Origens – o fim do mundo é a minha casa

A recomendação era aprovar boneca e chapas na gráfica, antes da impressão da revista começar. Cautela máxima, para nada dar errado. A má notícia: “Paula, isso só vai entrar em gráfica umas onze da noite ou no meio da madrugada. E a gráfica é no fim do mundo, em Inhaúma”. Eu, que me divirto com uns constrangimentos baratos: “Tranqüilo, conheço aquilo lá. Você sabe que eu fui criada em Inhaúma, não?” E ele: “Ah… Mas certamente foi num lugar mais bonitinho que aquele…”.

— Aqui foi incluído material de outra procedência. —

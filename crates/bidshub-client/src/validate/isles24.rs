// SPDX-License-Identifier: Apache-2.0
// Copyright © 2025 Au-Zone Technologies. All Rights Reserved.

//! ISLES'24 dataset validation.
//!
//! ISLES'24 does not follow the standard BIDS layout (it splits into
//! `raw_data/`, `derivatives/`, and `phenotype/` trees and keeps metadata
//! in XLSX workbooks rather than participants.tsv), so this module uses a
//! custom driver with full-path modality globs instead of the generic
//! [`validate_dataset`](super::validate_dataset).

use super::{
    ValidateOptions, ValidationCheck, ValidationResult, check_count, check_nifti_integrity,
    check_required_files, check_zero_bytes, verify_md5,
};
use crate::bids::matches_pattern;
use std::path::{Path, PathBuf};

/// MD5 checksum of the `train.7z` archive from Zenodo record 17652035 v7.
pub const ISLES24_ARCHIVE_MD5: &str = "4959a5dd2438d53e3c86d6858484e781";

/// Expected counts from Zenodo v7. CTP and the perfusion maps are missing
/// for some subjects; the LVO and CoW masks exist for roughly two thirds.
const ISLES24_EXPECTED_COUNTS: [(&str, usize); 7] = [
    ("subjects", 149),
    ("ncct", 149),
    ("cta", 149),
    ("tmax", 140),
    ("dwi", 149),
    ("lesion_mask", 149),
    ("lvo_mask", 100),
];

/// Full-path modality patterns relative to the dataset root.
const ISLES24_MODALITY_PATTERNS: [(&str, &str); 6] = [
    ("ncct", "raw_data/sub-*/ses-01/*_ncct.nii.gz"),
    ("cta", "raw_data/sub-*/ses-01/*_cta.nii.gz"),
    (
        "tmax",
        "derivatives/sub-*/ses-01/perfusion-maps/*_space-ncct_tmax.nii.gz",
    ),
    ("dwi", "derivatives/sub-*/ses-02/*_space-ncct_dwi.nii.gz"),
    (
        "lesion_mask",
        "derivatives/sub-*/ses-02/*_space-ncct_lesion-msk.nii.gz",
    ),
    (
        "lvo_mask",
        "derivatives/sub-*/ses-01/*_space-ncct_lvo-msk.nii.gz",
    ),
];

fn expected_count(key: &str) -> usize {
    ISLES24_EXPECTED_COUNTS
        .iter()
        .find(|(name, _)| *name == key)
        .map(|(_, count)| *count)
        .unwrap_or(0)
}

/// Expand a `/`-separated pattern against the filesystem, one component at
/// a time; `*` never crosses a path separator.
fn glob_paths(base: &Path, segments: &[&str]) -> Vec<PathBuf> {
    let Some((first, rest)) = segments.split_first() else {
        return vec![base.to_path_buf()];
    };

    let Ok(entries) = std::fs::read_dir(base) else {
        return Vec::new();
    };

    let mut matched: Vec<PathBuf> = entries
        .filter_map(|entry| entry.ok())
        .filter(|entry| {
            entry
                .file_name()
                .to_str()
                .map(|name| matches_pattern(name, first))
                .unwrap_or(false)
        })
        .flat_map(|entry| glob_paths(&entry.path(), rest))
        .collect();
    matched.sort();
    matched
}

/// Count modality files by full-path pattern, excluding zero-byte files.
fn count_isles24_modality(root: &Path, pattern: &str) -> usize {
    let segments: Vec<&str> = pattern.split('/').collect();
    glob_paths(root, &segments)
        .iter()
        .filter(|path| path.is_file())
        .filter(|path| {
            path.metadata()
                .map(|meta| meta.len() > 0)
                .unwrap_or(false)
        })
        .count()
}

/// Spot-check that the phenotype workbooks are readable.
///
/// A missing `phenotype/` tree or an empty one is a skip, not a failure;
/// clinical metadata is then simply absent from the built table. An
/// unreadable workbook is a failure, since it would silently null out
/// metadata for that subject.
pub fn check_phenotype_readable(root: &Path) -> ValidationCheck {
    let phenotype_dir = root.join("phenotype");
    if !phenotype_dir.exists() {
        return ValidationCheck::skipped(
            "phenotype_readable",
            "phenotype/ exists",
            "directory not found",
            "phenotype/ directory not found - may indicate incomplete extraction",
        );
    }

    let mut xlsx_files: Vec<PathBuf> = walkdir::WalkDir::new(&phenotype_dir)
        .into_iter()
        .filter_map(|entry| entry.ok())
        .filter(|entry| entry.file_type().is_file())
        .filter(|entry| entry.path().extension().is_some_and(|ext| ext == "xlsx"))
        .map(|entry| entry.into_path())
        .collect();
    xlsx_files.sort();

    let Some(sample) = xlsx_files.first() else {
        return ValidationCheck::skipped(
            "phenotype_readable",
            "XLSX files in phenotype/",
            "none found",
            "No XLSX files found in phenotype/ - metadata will be unavailable",
        );
    };

    use calamine::{Reader as _, Xlsx, open_workbook};
    let readable = open_workbook::<Xlsx<_>, _>(sample)
        .ok()
        .and_then(|mut wb| wb.worksheet_range_at(0))
        .and_then(|range| range.ok());

    let sample_name = sample
        .file_name()
        .map(|n| n.to_string_lossy().into_owned())
        .unwrap_or_default();

    match readable {
        Some(range) => ValidationCheck::new(
            "phenotype_readable",
            "readable XLSX",
            &format!("{} rows", range.rows().count().saturating_sub(1)),
            true,
        )
        .with_details(format!("Phenotype XLSX readable: {}", sample_name)),
        None => ValidationCheck::new("phenotype_readable", "readable XLSX", "unreadable", false)
            .with_details(format!("Phenotype XLSX unreadable: {}", sample_name)),
    }
}

/// Validate an ISLES'24 download.
///
/// Checks: zero-byte sweep, the clinical data description workbook, the
/// three top-level trees, subject count in `raw_data/`, per-modality counts
/// with tolerance (optional modalities are genuinely missing for some
/// subjects), NIfTI spot check, and phenotype readability.
pub fn validate_isles24_download(root: &Path, options: &ValidateOptions) -> ValidationResult {
    let mut result = ValidationResult::new(root);

    if !root.exists() {
        result.add(ValidationCheck::new(
            "bids_root",
            "directory exists",
            "MISSING",
            false,
        ));
        return result;
    }

    result.add(check_zero_bytes(root));
    result.add(check_required_files(
        root,
        &["clinical_data-description.xlsx"],
    ));

    for dirname in ["raw_data", "derivatives", "phenotype"] {
        let exists = root.join(dirname).exists();
        result.add(ValidationCheck::new(
            &format!("dir_{}", dirname),
            "exists",
            if exists { "exists" } else { "MISSING" },
            exists,
        ));
    }

    let raw_data = root.join("raw_data");
    if raw_data.exists() {
        let actual = crate::bids::subject_dirs(&raw_data).len();
        result.add(check_count(
            "subjects",
            actual,
            expected_count("subjects"),
            options.tolerance,
        ));
    }

    for (modality, pattern) in ISLES24_MODALITY_PATTERNS {
        let expected = expected_count(modality);
        if expected > 0 {
            let actual = count_isles24_modality(root, pattern);
            result.add(check_count(
                &format!("{}_count", modality),
                actual,
                expected,
                options.tolerance,
            ));
        }
    }

    result.add(check_nifti_integrity(
        root,
        "*.nii.gz",
        options.nifti_sample_size,
    ));
    result.add(check_phenotype_readable(root));

    result
}

/// Verify the MD5 checksum of the ISLES'24 `train.7z` archive.
pub fn verify_isles24_archive(archive_path: &Path) -> ValidationCheck {
    verify_md5(archive_path, ISLES24_ARCHIVE_MD5)
}

#[cfg(test)]
mod tests {
    use super::*;
    use std::fs;
    use tempfile::TempDir;

    fn write(path: &Path, content: &[u8]) {
        if let Some(parent) = path.parent() {
            fs::create_dir_all(parent).unwrap();
        }
        fs::write(path, content).unwrap();
    }

    #[test]
    fn test_glob_paths_wildcard_per_segment() {
        let dir = TempDir::new().unwrap();
        write(
            &dir.path()
                .join("raw_data/sub-stroke0001/ses-01/sub-stroke0001_ses-01_ncct.nii.gz"),
            b"x",
        );
        write(
            &dir.path()
                .join("raw_data/sub-stroke0002/ses-01/sub-stroke0002_ses-01_ncct.nii.gz"),
            b"x",
        );
        // Wrong session is not matched
        write(
            &dir.path()
                .join("raw_data/sub-stroke0003/ses-02/sub-stroke0003_ses-02_ncct.nii.gz"),
            b"x",
        );

        let count =
            count_isles24_modality(dir.path(), "raw_data/sub-*/ses-01/*_ncct.nii.gz");
        assert_eq!(count, 2);
    }

    #[test]
    fn test_count_isles24_modality_excludes_zero_byte() {
        let dir = TempDir::new().unwrap();
        write(
            &dir.path()
                .join("raw_data/sub-stroke0001/ses-01/sub-stroke0001_ses-01_cta.nii.gz"),
            b"",
        );

        let count = count_isles24_modality(dir.path(), "raw_data/sub-*/ses-01/*_cta.nii.gz");
        assert_eq!(count, 0);
    }

    #[test]
    fn test_check_phenotype_readable_missing() {
        let dir = TempDir::new().unwrap();
        let check = check_phenotype_readable(dir.path());
        assert!(check.passed);
        assert!(check.skipped);
    }

    #[test]
    fn test_check_phenotype_readable_no_xlsx() {
        let dir = TempDir::new().unwrap();
        fs::create_dir_all(dir.path().join("phenotype/sub-stroke0001/ses-01")).unwrap();

        let check = check_phenotype_readable(dir.path());
        assert!(check.passed);
        assert!(check.skipped);
        assert_eq!(check.actual, "none found");
    }

    #[test]
    fn test_check_phenotype_readable_garbage_xlsx() {
        let dir = TempDir::new().unwrap();
        write(
            &dir.path()
                .join("phenotype/sub-stroke0001/ses-01/sub-stroke0001_demographic_baseline.xlsx"),
            b"not a real workbook",
        );

        let check = check_phenotype_readable(dir.path());
        assert!(!check.passed);
        assert!(check.details.contains("unreadable"));
    }

    #[test]
    fn test_validate_isles24_download_structure_checks() {
        let dir = TempDir::new().unwrap();
        write(
            &dir.path()
                .join("raw_data/sub-stroke0001/ses-01/sub-stroke0001_ses-01_ncct.nii.gz"),
            b"x",
        );

        let result = validate_isles24_download(dir.path(), &ValidateOptions::default());
        assert!(!result.all_passed());

        let names: Vec<&str> = result.checks.iter().map(|c| c.name.as_str()).collect();
        assert!(names.contains(&"dir_raw_data"));
        assert!(names.contains(&"dir_derivatives"));
        assert!(names.contains(&"dir_phenotype"));
        assert!(names.contains(&"subjects"));
        assert!(names.contains(&"ncct_count"));
        assert!(names.contains(&"phenotype_readable"));

        let raw_dir = result.checks.iter().find(|c| c.name == "dir_raw_data").unwrap();
        assert!(raw_dir.passed);
        let deriv_dir = result
            .checks
            .iter()
            .find(|c| c.name == "dir_derivatives")
            .unwrap();
        assert!(!deriv_dir.passed);
    }

    #[test]
    fn test_validate_isles24_missing_root() {
        let dir = TempDir::new().unwrap();
        let result =
            validate_isles24_download(&dir.path().join("nope"), &ValidateOptions::default());
        assert_eq!(result.checks.len(), 1);
        assert!(!result.all_passed());
    }

    #[test]
    fn test_verify_isles24_archive_missing() {
        let dir = TempDir::new().unwrap();
        let check = verify_isles24_archive(&dir.path().join("train.7z"));
        assert!(!check.passed);
    }
}
// SPDX-License-Identifier: Apache-2.0
// Copyright © 2025 Au-Zone Technologies. All Rights Reserved.

//! Per-dataset builders.
//!
//! Each supported dataset module knows its source's directory layout and
//! exposes three things: a file-table builder walking the BIDS tree into a
//! DataFrame, a [`Features`](crate::Features) schema, and a
//! `build_and_push_*` pipeline wiring both into the sharded hub push with a
//! one-shard-per-row memory guard.
//!
//! Supported datasets:
//!
//! - [`arc`]: Aphasia Recovery Cohort (OpenNeuro ds004884), one row per
//!   session
//! - [`isles24`]: ISLES 2024 stroke (Zenodo 17652035 v7), one row per
//!   subject
//! - [`aomic_piop1`]: AOMIC-PIOP1 (OpenNeuro ds002785), one row per subject

pub mod aomic_piop1;
pub mod arc;
pub mod isles24;

use std::path::PathBuf;

/// Configuration for building and pushing one dataset.
#[derive(Debug, Clone)]
pub struct BuilderConfig {
    /// Path to the root of the downloaded dataset.
    pub bids_root: PathBuf,
    /// Hub repository ID (e.g. `"hugging-science/arc-aphasia-bids"`).
    pub repo_id: String,
    /// Split name; defaults to `train` when unset.
    pub split: Option<String>,
    /// Build the table but skip the hub push.
    pub dry_run: bool,
}

impl BuilderConfig {
    /// Create a config with the default split and `dry_run` disabled.
    pub fn new(bids_root: impl Into<PathBuf>, repo_id: impl Into<String>) -> Self {
        Self {
            bids_root: bids_root.into(),
            repo_id: repo_id.into(),
            split: None,
            dry_run: false,
        }
    }
}
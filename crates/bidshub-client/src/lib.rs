// SPDX-License-Identifier: Apache-2.0
// Copyright © 2025 Au-Zone Technologies. All Rights Reserved.

//! # BIDS Hub Client Library
//!
//! The BIDS Hub Client Library converts neuroimaging datasets organized in
//! the BIDS directory convention into tabular, columnar datasets and
//! uploads them to a remote dataset hub. For each supported source dataset
//! it walks the directory layout to discover per-subject or per-session
//! imaging files, assembles one typed row per logical unit, validates the
//! download against a hand-verified census of expected counts, and pushes
//! the result shard by shard with NIfTI payloads embedded into columnar
//! storage.
//!
//! ## Features
//!
//! - **Dataset builders**: ARC (OpenNeuro ds004884), ISLES'24 (Zenodo
//!   17652035), and AOMIC-PIOP1 (OpenNeuro ds002785) file-table builders
//!   with their schemas
//! - **Memory-bounded push**: a shard-sequential embed-and-upload loop that
//!   never holds more than one embedded shard in memory or on disk
//! - **Validation engine**: declarative count/required-file/integrity rule
//!   tables for downloads, plus schema and alignment checks for built
//!   tables
//! - **Hub client**: repository creation and the preupload/LFS/commit
//!   upload flow, with URL-classified retry policies
//!
//! ## Quick Start
//!
//! ```rust,no_run
//! use bidshub_client::{BuilderConfig, HubClient};
//! use bidshub_client::datasets::arc::build_and_push_arc;
//!
//! #[tokio::main]
//! async fn main() -> Result<(), bidshub_client::Error> {
//!     let client = HubClient::new()?;
//!     let config = BuilderConfig::new(
//!         "data/openneuro/ds004884",
//!         "hugging-science/arc-aphasia-bids",
//!     );
//!     build_and_push_arc(&client, &config, None).await?;
//!     Ok(())
//! }
//! ```
//!
//! ## Validating a download
//!
//! ```rust,no_run
//! use bidshub_client::validate::{ValidateOptions, arc::validate_arc_download};
//! use std::path::Path;
//!
//! let result = validate_arc_download(
//!     Path::new("data/openneuro/ds004884"),
//!     &ValidateOptions::default(),
//! );
//! println!("{}", result);
//! assert!(result.all_passed());
//! ```

pub mod bids;
mod client;
pub mod datasets;
mod error;
pub mod nifti;
mod push;
mod retry;
mod storage;
mod table;
pub mod validate;

pub use crate::{
    client::{HubClient, Progress, WhoAmI},
    datasets::BuilderConfig,
    error::Error,
    push::{PushOptions, contiguous_shard_bounds, embed_table_storage, push_to_hub},
    retry::{RetryScope, classify_url},
    storage::{FileTokenStorage, MemoryTokenStorage, StorageError, TokenStorage},
    table::{Feature, Features, build_table, validate_file_table_columns},
};
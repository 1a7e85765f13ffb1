// SPDX-License-Identifier: Apache-2.0
// Copyright © 2025 Au-Zone Technologies. All Rights Reserved.

//! Declarative validation engine for BIDS downloads.
//!
//! Each supported dataset ships a hand-verified census of expected counts
//! (subjects, sessions, files per modality) taken from its source of truth.
//! A validation run walks the downloaded tree and evaluates that census as
//! a rule table: count checks with optional tolerance, required-file
//! checks, a zero-byte corruption sweep, a random NIfTI parse spot check,
//! and dataset-specific custom checks. Results accumulate into a
//! [`ValidationResult`] whose summary prints every check with its expected
//! and actual values.
//!
//! Built-table checks (schema, row counts, list alignment) live in
//! [`table`](crate::validate::table).

pub mod aomic;
pub mod arc;
pub mod isles24;
pub mod table;

use crate::{
    bids::{find_all_niftis, session_dirs, subject_dirs},
    nifti::{check_nifti, zero_byte_files},
};
use itertools::Itertools as _;
use log::debug;
use md5::{Digest as _, Md5};
use rand::seq::SliceRandom as _;
use std::{
    fmt,
    io::Read as _,
    path::{Path, PathBuf},
    time::Duration,
};

/// Result of a single validation check.
#[derive(Debug, Clone)]
pub struct ValidationCheck {
    /// Check name for reporting (e.g. `"subjects"`, `"t1w_count"`).
    pub name: String,
    /// What was expected.
    pub expected: String,
    /// What was found.
    pub actual: String,
    /// Whether the check passed.
    pub passed: bool,
    /// Check could not run and was skipped (counted as passed but flagged).
    pub skipped: bool,
    /// Additional details about the result.
    pub details: String,
}

impl ValidationCheck {
    /// A passing or failing check with no extra details.
    pub fn new(name: &str, expected: &str, actual: &str, passed: bool) -> Self {
        Self {
            name: name.to_string(),
            expected: expected.to_string(),
            actual: actual.to_string(),
            passed,
            skipped: false,
            details: String::new(),
        }
    }

    /// Attach details to a check.
    pub fn with_details(mut self, details: impl Into<String>) -> Self {
        self.details = details.into();
        self
    }

    /// A skipped check: passed, but flagged in the summary.
    pub fn skipped(name: &str, expected: &str, actual: &str, details: &str) -> Self {
        Self {
            name: name.to_string(),
            expected: expected.to_string(),
            actual: actual.to_string(),
            passed: true,
            skipped: true,
            details: details.to_string(),
        }
    }
}

/// Complete validation results for one downloaded dataset.
#[derive(Debug, Clone)]
pub struct ValidationResult {
    /// Root directory the validation ran against.
    pub root: PathBuf,
    /// All check results, in execution order.
    pub checks: Vec<ValidationCheck>,
}

impl ValidationResult {
    pub fn new(root: impl Into<PathBuf>) -> Self {
        Self {
            root: root.into(),
            checks: Vec::new(),
        }
    }

    /// Add a check result.
    pub fn add(&mut self, check: ValidationCheck) {
        self.checks.push(check);
    }

    /// True when every check passed.
    pub fn all_passed(&self) -> bool {
        self.checks.iter().all(|c| c.passed)
    }

    /// Number of passed checks.
    pub fn passed_count(&self) -> usize {
        self.checks.iter().filter(|c| c.passed).count()
    }

    /// Number of failed checks.
    pub fn failed_count(&self) -> usize {
        self.checks.iter().filter(|c| !c.passed).count()
    }
}

impl fmt::Display for ValidationResult {
    fn fmt(&self, f: &mut fmt::Formatter<'_>) -> fmt::Result {
        writeln!(f, "Validation Results for: {}", self.root.display())?;
        writeln!(f, "{}", "=".repeat(60))?;
        for check in &self.checks {
            let status = if check.skipped {
                "• SKIP"
            } else if check.passed {
                "✓ PASS"
            } else {
                "✗ FAIL"
            };
            writeln!(f, "{} {}", status, check.name)?;
            writeln!(f, "       Expected: {}", check.expected)?;
            writeln!(f, "       Actual:   {}", check.actual)?;
            if !check.details.is_empty() {
                writeln!(f, "       Details:  {}", check.details)?;
            }
        }
        writeln!(f, "{}", "=".repeat(60))?;
        if self.all_passed() {
            writeln!(f, "✓ All validations passed. Data is ready for hub push.")
        } else {
            writeln!(
                f,
                "✗ {}/{} checks failed. Check the download or wait for completion.",
                self.failed_count(),
                self.checks.len()
            )
        }
    }
}

/// Declarative validation rule table for one dataset.
#[derive(Clone)]
pub struct DatasetValidationConfig {
    /// Dataset name.
    pub name: &'static str,
    /// Expected counts keyed by `"subjects"`, `"sessions"`, or a modality
    /// name present in `modality_patterns`.
    pub expected_counts: Vec<(&'static str, usize)>,
    /// Files that must exist relative to the root.
    pub required_files: Vec<&'static str>,
    /// Modality name to filename pattern (e.g. `("t1w", "*_T1w.nii.gz")`).
    pub modality_patterns: Vec<(&'static str, &'static str)>,
    /// Dataset-specific checks run after the generic ones.
    pub custom_checks: Vec<fn(&Path) -> ValidationCheck>,
}

impl DatasetValidationConfig {
    fn expected(&self, key: &str) -> Option<usize> {
        self.expected_counts
            .iter()
            .find(|(name, _)| *name == key)
            .map(|(_, count)| *count)
    }
}

/// Options shared by the download validators.
#[derive(Debug, Clone)]
pub struct ValidateOptions {
    /// Run the external `bids-validator` via npx (slow on large trees).
    pub run_bids_validator: bool,
    /// Number of NIfTI files to spot-check for parseability.
    pub nifti_sample_size: usize,
    /// Allowed missing fraction for count checks (0.0 to 1.0).
    pub tolerance: f32,
}

impl Default for ValidateOptions {
    fn default() -> Self {
        Self {
            run_bids_validator: false,
            nifti_sample_size: 10,
            tolerance: 0.0,
        }
    }
}

/// Generic count check with minimum-threshold tolerance.
///
/// Passes when `actual >= expected - floor(expected * tolerance)`. With
/// `tolerance == 0.0` this is a lower-bound equality check: extra files do
/// not fail the count, missing ones do.
pub fn check_count(name: &str, actual: usize, expected: usize, tolerance: f32) -> ValidationCheck {
    let allowed_missing = (expected as f32 * tolerance) as usize;
    let threshold = expected - allowed_missing;
    let passed = actual >= threshold;

    let details = if tolerance > 0.0 {
        format!("Tolerance: {:.1}%", tolerance * 100.0)
    } else {
        String::new()
    };

    ValidationCheck::new(
        name,
        &format!(">= {} (target: {})", threshold, expected),
        &actual.to_string(),
        passed,
    )
    .with_details(details)
}

/// Zero-byte NIfTI sweep over the whole tree.
pub fn check_zero_bytes(root: &Path) -> ValidationCheck {
    let (count, offenders) = zero_byte_files(root);
    let details = if count > 0 {
        format!("First 5: {}", offenders.iter().take(5).join(", "))
    } else {
        String::new()
    };
    ValidationCheck::new("zero_byte_files", "0", &count.to_string(), count == 0).with_details(details)
}

/// Required-files check relative to the root.
pub fn check_required_files(root: &Path, required: &[&str]) -> ValidationCheck {
    let missing: Vec<&str> = required
        .iter()
        .filter(|f| !root.join(f).exists())
        .copied()
        .collect();

    if missing.is_empty() {
        ValidationCheck::new("required_files", "all present", "all present", true)
    } else {
        ValidationCheck::new(
            "required_files",
            "all present",
            &format!("missing: {}", missing.len()),
            false,
        )
        .with_details(format!("Missing: {}", missing.join(", ")))
    }
}

/// Verify the MD5 checksum of an archive file, reading in chunks.
pub fn verify_md5(archive_path: &Path, expected_md5: &str) -> ValidationCheck {
    let name = format!(
        "md5_{}",
        archive_path
            .file_name()
            .map(|n| n.to_string_lossy().into_owned())
            .unwrap_or_default()
    );

    let file = match std::fs::File::open(archive_path) {
        Ok(file) => file,
        Err(_) => {
            return ValidationCheck::new(&name, "file exists", "MISSING", false);
        }
    };

    let mut hasher = Md5::new();
    let mut reader = std::io::BufReader::new(file);
    let mut buffer = [0u8; 8192];
    loop {
        match reader.read(&mut buffer) {
            Ok(0) => break,
            Ok(n) => hasher.update(&buffer[..n]),
            Err(e) => {
                return ValidationCheck::new(
                    &name,
                    expected_md5,
                    &format!("Error reading file: {}", e),
                    false,
                );
            }
        }
    }

    let computed = format!("{:x}", hasher.finalize());
    let passed = computed == expected_md5;
    ValidationCheck::new(&name, expected_md5, &computed, passed)
}

/// Random NIfTI parse spot check.
///
/// Samples up to `sample_size` files matching `pattern` (falling back to
/// any `*.nii.gz` when nothing matches) and fails on the first file the
/// NIfTI reader rejects.
pub fn check_nifti_integrity(root: &Path, pattern: &str, sample_size: usize) -> ValidationCheck {
    let mut files = find_all_niftis(root, pattern);
    if files.is_empty() {
        files = find_all_niftis(root, "*.nii.gz");
        if files.is_empty() {
            return ValidationCheck::new(
                "nifti_integrity",
                "loadable",
                "no NIfTI files found",
                false,
            );
        }
    }

    let mut rng = rand::thread_rng();
    let sample: Vec<&String> = files
        .choose_multiple(&mut rng, sample_size.min(files.len()))
        .collect();

    for file in &sample {
        if let Err(e) = check_nifti(Path::new(file.as_str())) {
            let file_name = Path::new(file.as_str())
                .file_name()
                .map(|n| n.to_string_lossy().into_owned())
                .unwrap_or_default();
            return ValidationCheck::new(
                "nifti_integrity",
                "loadable",
                &format!("ERROR: {}", e),
                false,
            )
            .with_details(format!("Failed on: {}", file_name));
        }
    }

    ValidationCheck::new(
        "nifti_integrity",
        "loadable",
        &format!("{}/{} passed", sample.len(), sample.len()),
        true,
    )
}

/// Count sessions containing at least one file matching `pattern`.
///
/// Session-based trees (`sub-*/ses-*`) count sessions; flat trees count
/// subjects, since each subject is then a single implicit session.
pub fn count_sessions_with_modality(root: &Path, pattern: &str) -> usize {
    let sessions: Vec<PathBuf> = subject_dirs(root)
        .iter()
        .flat_map(|subject| session_dirs(subject))
        .collect();

    if !sessions.is_empty() {
        sessions
            .iter()
            .filter(|session| !find_all_niftis(session, pattern).is_empty())
            .count()
    } else {
        subject_dirs(root)
            .iter()
            .filter(|subject| !find_all_niftis(subject, pattern).is_empty())
            .count()
    }
}

/// Run the external BIDS validator when `npx` is available.
///
/// Returns `None` when npx is missing, the validator errors out, or the run
/// exceeds five minutes; an unavailable validator never fails a download.
pub fn check_bids_validator(root: &Path) -> Option<ValidationCheck> {
    which_npx()?;

    let root = root.to_path_buf();
    let (tx, rx) = std::sync::mpsc::channel();
    std::thread::spawn(move || {
        let output = std::process::Command::new("npx")
            .args(["--yes", "bids-validator"])
            .arg(&root)
            .arg("--json")
            .output();
        let _ = tx.send(output);
    });

    match rx.recv_timeout(Duration::from_secs(300)) {
        Ok(Ok(output)) => {
            if output.status.success() {
                Some(ValidationCheck::new(
                    "bids_validator",
                    "valid BIDS",
                    "passed",
                    true,
                ))
            } else {
                let stderr = String::from_utf8_lossy(&output.stderr);
                let details: String = stderr.chars().take(200).collect();
                Some(
                    ValidationCheck::new("bids_validator", "valid BIDS", "errors found", false)
                        .with_details(details),
                )
            }
        }
        _ => {
            debug!("bids-validator timed out or failed to run, skipping check");
            None
        }
    }
}

fn which_npx() -> Option<()> {
    std::process::Command::new("npx")
        .arg("--version")
        .output()
        .ok()
        .filter(|out| out.status.success())
        .map(|_| ())
}

/// Generic download validation using a dataset's rule table.
///
/// Order: root existence (early return), zero-byte sweep, required files,
/// subject/session counts, per-modality counts, custom checks, NIfTI spot
/// check, optional external BIDS validator.
pub fn validate_dataset(
    root: &Path,
    config: &DatasetValidationConfig,
    options: &ValidateOptions,
) -> ValidationResult {
    let mut result = ValidationResult::new(root);

    if !root.exists() {
        result.add(ValidationCheck::new(
            "bids_root",
            "directory exists",
            "MISSING",
            false,
        ));
        return result;
    }

    result.add(check_zero_bytes(root));
    result.add(check_required_files(root, &config.required_files));

    if let Some(expected) = config.expected("subjects") {
        let actual = subject_dirs(root).len();
        result.add(check_count("subjects", actual, expected, options.tolerance));
    }

    if let Some(expected) = config.expected("sessions") {
        let actual: usize = subject_dirs(root)
            .iter()
            .map(|subject| session_dirs(subject).len())
            .sum();
        result.add(check_count("sessions", actual, expected, options.tolerance));
    }

    for (modality, pattern) in &config.modality_patterns {
        if let Some(expected) = config.expected(modality) {
            let actual = count_sessions_with_modality(root, pattern);
            result.add(check_count(
                &format!("{}_count", modality),
                actual,
                expected,
                options.tolerance,
            ));
        }
    }

    for check in &config.custom_checks {
        result.add(check(root));
    }

    result.add(check_nifti_integrity(
        root,
        "*_T1w.nii.gz",
        options.nifti_sample_size,
    ));

    if options.run_bids_validator
        && let Some(check) = check_bids_validator(root)
    {
        result.add(check);
    }

    result
}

Pois bem. Lembranças nostálgicas por terra, o bairro que tinha um rio que agora é vala, que tinha uma linda montanha verde que virou pedreira e que virou favela… é agora, de fato, um bairro abandonado pelo Poder Público. Assusta pela violência dos ônibus queimados ao início da tarde e do fuzil para o lado de fora das viaturas de polícia que pulam desastradas sobre os quebra-molas. Assusta pelos carros de faróis apagados e pelos “caveirões”, assusta pelo que suas mulheres não têm da graciosidade da Helô de Vinícius ou das Helenas de Maneco. Assusta pelas banhas que saem das roupas, pelos palavrões, pelo barulho frenético das kombes que roubaram o espaço dos ônibus públicos. Assusta pela poeira que sobe de ruas não pavimentadas e desérticas, pelo calor que parece ter escolhido aquele lugar para morar. Assusta pelas fofocas cruzadas dos moradores de décadas e pelo ar do cortiço de um certo autor naturalista. Assusta quem não sabe que aquilo ali é boa parte do que existe de Rio de Janeiro.

A minha Inhaúma está diferente. Ninguém lembrou de mexer nela, de cuidar dela, de construir nela. O que sobrou é vestígio de decadência. Mas passarinhos de todas as cores e tipos, desavisados, ainda vão visitar as árvores do quintal do meu pai. A fábrica da Plus Vita ainda espalha pela Estrada Velha o cheirinho de pão em horas pontuais. As mães seguem arrastando seus filhos que nem sacos de batata e a coisa vai andando num ritmo que parece independente de todo o resto. E é neste fim de mundo que eu me sinto mais em casa do que em qualquer outro lugar.

4 Comments so far

  1. Nuno Virgílio (unregistered) on July 25th, 2006 @ 4:50 pm

    Nossa, viajei no tempo, Paula. Fui criado entre Irajá e Vista Alegre e voltei até lá com o teu post. Sensacional…


  2. Leo Lichote (unregistered) on July 25th, 2006 @ 5:19 pm

    O foda de Inhaúma – e do Rio, no fim das contas – é que a moeda sempre cai perversamente com os dois lados pra cima. Ou seja, a beleza e a podridão se apresentam com a mesma cara. A Kombi, por exemplo, é uma solução simpática, macunaímica e malasartiana para o problema do transporte público deficiente. Mas também é máfia, é irresponsabilidade, é risco pro passageiro. Rio, enfim.


  3. eu mesma (unregistered) on July 25th, 2006 @ 5:34 pm

    there’s no place like home.
    essa frase é clichê, mas é muito real.
    gostie do texto, paula!
    (:


  4. letícia (unregistered) on July 25th, 2006 @ 6:16 pm

    letícia acima, ficou “eu mesma” de um outro comentário q fiz em meu próprio post. sorry.